Vestibular Issues

According to the NIH, 90% of all causes of dizziness can be found through evaluation and 85% of all cases are caused by disturbances in the inner ear.

 

STATISTICS: Dizziness will occur in 70% of the US population at some point in their lives.  Over 90 million Americans, 17 and older, have already experienced problems related to dizziness or imbalance.  Medical care costs for patients with dizziness and balance disorders has been estimated to exceed $20 billion per year. It’s difficult to diagnose with standard tests: Vestibular Neuritis does not show up on MRI, CTScan, blood work…, the inner ear is encased in dense bone and cannot be imaged by otoscope. “Dizziness” is now the most common complaint of patients over 75 years old.  

 

Benign Positional Paroxysmal Vertigo

Most common cause of vertigo due to Peripheral vestibular disorder; occurs spontaneously but can follow head trauma, vestibular neuritis, labyrinthitis or ischemia in the distribution of the anterior vestibular artery. Brief episodes of vertigo are induced by change in head position, caused by the incidental displacement of otoconia from the utricle into one of the SemiCircular Canals (SCC).  39% of etiology is unknown, less than 50 years of age is usually due to mild to severe head trauma, (sports, amusement rides, falls…), greater than 50 years of age can be related to infarction, impaired circulation, aging, dehydration.

 

VESTIBULAR NEURITIS:

2nd most common cause of vertigo, due to viral infection (suspect Bell’s Palsy, herpes, cold sores, shingles, Lymes), swelling may cause permanent damage to the vestibular nerve.    In the acute phase dizziness is constant and not relieved with positional or visual fixation.  You may have to wait for acute sx to settle down.  The brain can learn compensation strategies with visual and somatosensory education.

Therapy is not a cure for a balance disorder, but simply a management technique.

Physical Therapy utilizes a number of tests to determine the extent of a vestibular deficit and determine the most appropriate course of treatment.

 

TESTING:

BALANCE SYSTEM

Visual: oculomotor control of location of fovea.

            Gaze Stability: can the eyes stay still when the pt wants eyes to be still (+sign is spontaneous nystagmus (central function)

            Saccade: fast accurate eye movement (central function)

            Smooth Pursuit: moves eyes in space (central function)

Vestibular: SCCs detect pitch, yaw, and roll; Saccule detects vertical movement; utricle detects horizontal movement.

            Vestibulo-Occular Reflex: visual stability during head or body movement, head moves and eyes stay fixed (peripheral function) i.e. dancer or skater. Head Thrust: abrupt rapid linear head movement while eyes stay fixed (peripheral test).  Dynamic Visual Acuity: reading a Snellen chart while head is moved.
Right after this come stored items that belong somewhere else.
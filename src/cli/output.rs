//! Output formatting for CLI commands.

use serde::Serialize;

use crate::cli::args::{OutputFormat, QuernArgs};
use crate::error::Result;

/// A single reported entry: a rendered word (or n-gram) and its count.
#[derive(Debug, Clone, Serialize)]
pub struct CountEntry {
    pub word: String,
    pub count: usize,
}

/// Result structure for the count command.
#[derive(Debug, Clone, Serialize)]
pub struct CountResults {
    pub entries: Vec<CountEntry>,
    pub duration_ms: u64,
}

/// Render count results in the selected output format.
pub fn output_count_results(results: &CountResults, args: &QuernArgs) -> Result<()> {
    match args.output_format {
        OutputFormat::Human => output_human(results),
        OutputFormat::Json => output_json(results, args),
        OutputFormat::Csv => output_csv(results),
    }
}

/// Output in human-readable format: one `word - count` line per entry.
fn output_human(results: &CountResults) -> Result<()> {
    for entry in &results.entries {
        println!("{} - {}", entry.word, entry.count);
    }
    Ok(())
}

/// Output as a JSON document.
fn output_json(results: &CountResults, args: &QuernArgs) -> Result<()> {
    let json = if args.pretty {
        serde_json::to_string_pretty(results)?
    } else {
        serde_json::to_string(results)?
    };
    println!("{json}");
    Ok(())
}

/// Output as CSV with a header row.
fn output_csv(results: &CountResults) -> Result<()> {
    println!("word,count");
    for entry in &results.entries {
        println!("{},{}", csv_escape(&entry.word), entry.count);
    }
    Ok(())
}

/// Quote a CSV field when it contains a delimiter, quote, or newline.
fn csv_escape(field: &str) -> String {
    if field.contains([',', '"', '\n']) {
        format!("\"{}\"", field.replace('"', "\"\""))
    } else {
        field.to_string()
    }
}
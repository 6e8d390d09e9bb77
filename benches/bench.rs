//! Criterion benchmarks for the Quern analysis pipeline.
//!
//! Covers the stages that dominate real workloads:
//! - Tokenization of raw text
//! - Filter chains over token streams
//! - N-gram expansion
//! - Frequency counting with top-K selection

use criterion::{Criterion, Throughput, criterion_group, criterion_main};
use quern::prelude::*;
use std::hint::black_box;

/// Generate deterministic word-soup text for benchmarking.
fn generate_text(word_count: usize) -> String {
    let words = [
        "stream", "token", "filter", "window", "gram", "count", "chain", "buffer", "lazy",
        "analysis", "frequency", "classifier", "boundary", "pipeline", "capacity", "overflow",
    ];

    let mut text = String::with_capacity(word_count * 8);
    for i in 0..word_count {
        let word = words[(i * 7 + 13) % words.len()];
        text.push_str(word);
        if i % 11 == 0 {
            text.push_str(", ");
        } else {
            text.push(' ');
        }
    }

    text
}

fn bench_tokenizer(c: &mut Criterion) {
    let text = generate_text(10_000);
    let tokenizer = BasicTokenizer::new();

    let mut group = c.benchmark_group("tokenizer");
    group.throughput(Throughput::Bytes(text.len() as u64));
    group.bench_function("basic_10k_words", |b| {
        b.iter(|| {
            let tokens: Vec<String> = tokenizer
                .tokenize_str(black_box(&text))
                .unwrap()
                .collect();
            black_box(tokens)
        })
    });
    group.finish();
}

fn bench_filter_chain(c: &mut Criterion) {
    let text = generate_text(10_000);
    let tokenizer = BasicTokenizer::new();
    let filter = LowercaseFilter::new()
        .chain(StopWordFilter::english())
        .chain(MinLengthFilter::new(4));

    let mut group = c.benchmark_group("filter_chain");
    group.throughput(Throughput::Bytes(text.len() as u64));
    group.bench_function("lowercase_stop_minlen", |b| {
        b.iter(|| {
            let tokens: Vec<String> = filter
                .apply(tokenizer.tokenize_str(black_box(&text)).unwrap())
                .unwrap()
                .collect();
            black_box(tokens)
        })
    });
    group.finish();
}

fn bench_ngram_filter(c: &mut Criterion) {
    let text = generate_text(10_000);
    let tokenizer = BasicTokenizer::new();
    let ngrams = NGramFilter::new([1, 2, 3]).unwrap();

    let mut group = c.benchmark_group("ngram_filter");
    group.throughput(Throughput::Bytes(text.len() as u64));
    group.bench_function("sizes_1_2_3", |b| {
        b.iter(|| {
            let grams: Vec<NGram<String>> = ngrams
                .apply(tokenizer.tokenize_str(black_box(&text)).unwrap())
                .unwrap()
                .collect();
            black_box(grams)
        })
    });
    group.finish();
}

fn bench_word_counter(c: &mut Criterion) {
    let text = generate_text(10_000);
    let tokenizer = BasicTokenizer::new();
    let counter = WordCounter::new();

    let mut group = c.benchmark_group("word_counter");
    group.throughput(Throughput::Bytes(text.len() as u64));
    group.bench_function("top_10", |b| {
        b.iter(|| {
            let top = counter
                .top_count(tokenizer.tokenize_str(black_box(&text)).unwrap(), 10)
                .unwrap();
            black_box(top)
        })
    });
    group.finish();
}

criterion_group!(
    benches,
    bench_tokenizer,
    bench_filter_chain,
    bench_ngram_filter,
    bench_word_counter
);
criterion_main!(benches);
//! Example demonstrating word counting over a filtered token stream.

use quern::prelude::*;

fn main() -> Result<()> {
    let text = "It was the best of times, it was the worst of times, \
                it was the age of wisdom, it was the age of foolishness.";

    println!("=== Word Counting Example ===\n");
    println!("Input: {text}\n");

    // Tokenize, normalize case, and drop common English stop words.
    let tokenizer = BasicTokenizer::new();
    let filter = LowercaseFilter::new().chain(StopWordFilter::english());

    let counter = WordCounter::new();
    let top = counter.top_count(filter.apply(tokenizer.tokenize_str(text)?)?, 5)?;

    println!("Top {} words:", top.len());
    for entry in &top {
        println!("  {} - {}", entry.word, entry.count);
    }

    Ok(())
}
//! Minimum-length filter implementation.

use crate::analysis::stream::Stream;
use crate::analysis::token_filter::Filter;
use crate::error::Result;

/// A filter that removes tokens that are too short.
///
/// Tokens whose character count is strictly less than the threshold are
/// dropped; a token exactly at the threshold passes. Order is preserved.
///
/// # Examples
///
/// ```
/// use quern::analysis::stream::IntoStream;
/// use quern::analysis::token_filter::{Filter, MinLengthFilter};
///
/// let filter = MinLengthFilter::new(4);
/// let tokens = vec!["one".to_string(), "three".to_string(), "four".to_string()];
///
/// let output: Vec<String> = filter.apply(tokens.into_stream()).unwrap().collect();
/// assert_eq!(output, vec!["three", "four"]);
/// ```
#[derive(Clone, Debug)]
pub struct MinLengthFilter {
    /// The minimum character count a token must have to pass.
    min_length: usize,
}

impl MinLengthFilter {
    /// Create a new filter allowing tokens of at least `min_length`
    /// characters.
    pub fn new(min_length: usize) -> Self {
        MinLengthFilter { min_length }
    }

    /// The minimum character count a token must have to pass.
    pub fn min_length(&self) -> usize {
        self.min_length
    }
}

impl Filter for MinLengthFilter {
    type In = String;
    type Out = String;

    fn apply<'a>(&self, input: Stream<'a, String>) -> Result<Stream<'a, String>> {
        let min_length = self.min_length;
        Ok(Box::new(
            input.filter(move |token| token.chars().count() >= min_length),
        ))
    }

    fn name(&self) -> &'static str {
        "min_length"
    }
}

#[cfg(test)]
mod tests {
    use super::*;
    use crate::analysis::stream::IntoStream;

    fn apply(filter: &MinLengthFilter, tokens: &[&str]) -> Vec<String> {
        let tokens: Vec<String> = tokens.iter().map(|s| s.to_string()).collect();
        filter.apply(tokens.into_stream()).unwrap().collect()
    }

    #[test]
    fn test_drops_short_tokens() {
        let filter = MinLengthFilter::new(4);
        let output = apply(&filter, &["one", "two", "three", "four"]);
        assert_eq!(output, vec!["three", "four"]);
    }

    #[test]
    fn test_boundary_length_passes() {
        let filter = MinLengthFilter::new(3);
        let output = apply(&filter, &["ab", "abc", "abcd"]);
        assert_eq!(output, vec!["abc", "abcd"]);
    }

    #[test]
    fn test_length_is_character_count() {
        // Multi-byte characters count once each.
        let filter = MinLengthFilter::new(4);
        let output = apply(&filter, &["café", "naïf", "œuf"]);
        assert_eq!(output, vec!["café", "naïf"]);
    }

    #[test]
    fn test_zero_threshold_passes_everything() {
        let filter = MinLengthFilter::new(0);
        let output = apply(&filter, &["", "a"]);
        assert_eq!(output, vec!["", "a"]);
    }

    #[test]
    fn test_filter_name() {
        assert_eq!(MinLengthFilter::new(1).name(), "min_length");
    }
}
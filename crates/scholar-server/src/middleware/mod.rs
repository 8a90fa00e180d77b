pub mod auth;
pub mod rate_limit;

pub use auth::{AuthConfig, AuthContext, authenticate, is_authenticated};
pub use rate_limit::{UserRateLimiter, rate_limit_by_user};
use crate::handlers;
use crate::middleware::auth::{AuthConfig, authenticate};
use crate::middleware::rate_limit::rate_limit_by_user;
use crate::state::AppState;
use axum::{Router, middleware::from_fn_with_state, routing::get};
use std::sync::Arc;
use tower_http::trace::TraceLayer;

pub fn create_router(state: Arc<AppState>) -> Router {
    let auth = &state.cfg.auth;

    let user_auth = Arc::new(
        AuthConfig::require_auth(Arc::clone(&state.token_maker))
            .with_cookie_name(&auth.cookie_name)
            .with_skip_paths(auth.skip_paths.iter().cloned()),
    );
    let admin_auth = Arc::new(
        AuthConfig::require_roles(Arc::clone(&state.token_maker), ["admin"])
            .with_cookie_name(&auth.cookie_name)
            .with_skip_paths(auth.skip_paths.iter().cloned()),
    );

    let mut user_routes = Router::new().route("/api/me", get(handlers::whoami));
    let mut admin_routes = Router::new().route("/api/admin/me", get(handlers::whoami));

    // Layers run outside-in, so the limiter added first sits inside auth.
    if let Some(limiter) = &state.rate_limiter {
        user_routes =
            user_routes.route_layer(from_fn_with_state(Arc::clone(limiter), rate_limit_by_user));
        admin_routes =
            admin_routes.route_layer(from_fn_with_state(Arc::clone(limiter), rate_limit_by_user));
    }

    let user_routes = user_routes.route_layer(from_fn_with_state(user_auth, authenticate));
    let admin_routes = admin_routes.route_layer(from_fn_with_state(admin_auth, authenticate));

    Router::new()
        .route("/healthz", get(handlers::healthz))
        .route("/auth/public-key", get(handlers::public_key))
        .merge(user_routes)
        .merge(admin_routes)
        .layer(TraceLayer::new_for_http())
        .with_state(state)
}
            Vestibulo-Somatic Reflex: using somatosensory input from extremities for balance with ankle strategy, hip strategy, step strategy.

Somatosensory: postural control

            Static Control: Rhomberg Test looks at visual dependence with Eyes Open (EO) and Eyes Closed (EC). Modified CTSIB: EO and EC, off and on foam.

            Dynamic Control: unsolicited gait pattern is most common abnormality with variable BOS, “veering”, “staggering”. “looks a bit drunk.”  Fukuda Step Test: progression of Rhomberg with movement now with EO and EC.  Dynamic Gait Index: most sensitive to vestibular dysfunction.

Dizziness, feeling lightheaded, foggy, fuzzy, woozy or “medicine head.”

These complaints may be the result of a VESTIBULAR DISORDER.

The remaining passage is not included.